Mary is another casualty but not because of pecuniary consideration. She is a magnificent painter. Her paintings have a life of their own – beautiful, moving, exceptional. Regrettably, she feels sad that imitations of her masterpieces are being distributed without her consent. She just can’t see her works of art without her name on them. Thus, she says that she will not paint anymore.

We cannot imagine a nation without art, literature and motion pictures. We cannot afford to see a country without geniuses like John, Make Believe and Mary. The world will be such a boring, lackluster, lifeless place if that happens. [1]

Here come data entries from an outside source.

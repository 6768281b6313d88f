//! Order placement across three services.
//!
//! ```text
//! Received ──user ok──▶ UserValidated ──every line ok──▶ ItemsValidated ──stored──▶ Persisted
//!     │                      │                                 │
//!     └──────────────────────┴──────────── Rejected ◀──────────┘
//! ```
//!
//! Lines are checked one at a time in request order and the first bad line ends the
//! attempt. Nothing reaches the store until every check has passed, and the store
//! writes the order with all of its lines in one step, so a rejected or abandoned
//! attempt leaves no trace.
//!
//! There is no reservation on the user or the catalog: an item may change price between
//! its check and the write. The order keeps the price it was checked at.

use crate::clients::OrderClient;
use crate::model::{CreateOrderRequest, Order, OrderCreate, OrderItemDraft, ORDER_STATUS_PENDING};
use crate::order_actor::OrderError;
use crate::validation::{CatalogValidation, UserValidation, ValidationError};
use std::fmt::Display;
use tracing::{debug, info, instrument, warn};

/// How far an order got before it was persisted or rejected.
#[derive(Debug, Clone, Copy, PartialEq, Eq)]
pub enum Stage {
    Received,
    UserValidated,
    ItemsValidated,
    Persisted,
}

impl Display for Stage {
    fn fmt(&self, f: &mut std::fmt::Formatter<'_>) -> std::fmt::Result {
        let name = match self {
            Stage::Received => "received",
            Stage::UserValidated => "user_validated",
            Stage::ItemsValidated => "items_validated",
            Stage::Persisted => "persisted",
        };
        f.write_str(name)
    }
}

impl From<ValidationError> for OrderError {
    fn from(err: ValidationError) -> Self {
        match err {
            ValidationError::Unavailable(reason) => OrderError::ServiceUnavailable(reason),
            other => OrderError::InvalidArgument(other.to_string()),
        }
    }
}

/// Validates a request against the user directory and the catalog, snapshots the
/// catalog's names and prices, and persists the result.
pub struct OrderOrchestrator<U, C> {
    users: U,
    catalog: C,
    store: OrderClient,
}

impl<U: UserValidation, C: CatalogValidation> OrderOrchestrator<U, C> {
    pub fn new(users: U, catalog: C, store: OrderClient) -> Self {
        Self {
            users,
            catalog,
            store,
        }
    }

    #[instrument(
        skip(self, request),
        fields(user_id = %request.user_id, lines = request.items.len())
    )]
    pub async fn create_order(&self, request: CreateOrderRequest) -> Result<Order, OrderError> {
        debug!(?request, "create_order called");
        let mut stage = Stage::Received;

        self.users
            .validate_user(request.user_id)
            .await
            .map_err(|e| reject(stage, e.into()))?;
        stage = Stage::UserValidated;

        if request.items.is_empty() {
            return Err(reject(
                stage,
                OrderError::InvalidArgument("order must have at least one item".into()),
            ));
        }

        let mut items = Vec::with_capacity(request.items.len());
        for line in &request.items {
            if line.quantity == 0 {
                return Err(reject(
                    stage,
                    OrderError::InvalidArgument("quantity must be greater than 0".into()),
                ));
            }

            let priced = self
                .catalog
                .validate_and_price(line.menu_item_id)
                .await
                .map_err(|e| reject(stage, e.into()))?;
            debug!(menu_item_id = %line.menu_item_id, price = priced.price, "Line priced");

            items.push(OrderItemDraft {
                menu_item_id: line.menu_item_id,
                menu_item_name: priced.name,
                quantity: line.quantity,
                price: priced.price,
            });
        }
        stage = Stage::ItemsValidated;

        let order = self
            .store
            .create_order(OrderCreate {
                user_id: request.user_id,
                status: ORDER_STATUS_PENDING.to_string(),
                items,
            })
            .await
            .map_err(|e| {
                reject(
                    stage,
                    OrderError::Internal(format!("failed to create order: {}", e.reason())),
                )
            })?;
        stage = Stage::Persisted;

        info!(order_id = %order.id, %stage, items = order.items.len(), "Order persisted");
        Ok(order)
    }
}

fn reject(stage: Stage, err: OrderError) -> OrderError {
    warn!(%stage, error = %err, "Order rejected");
    err
}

Copyright laws are enacted to ensure that that boring world would not come into realty. They are created to make sure that the world would not run dry of creative ideas.

But as discussed in the 2013 Creative Commons Global Summit in Buenos Aires, the world of copyright is at a testing stage. There is now a growing conflict between the right of the people to share ideas and the right of authors to protect their rights within the bounds allowed by law.



Copyright protection allows the free flow of ideas so that people will have access to original and innovative works that they can use to better themselves. It ensures humanity that writers and artists alike will not hoard ideas that are essential for national interest.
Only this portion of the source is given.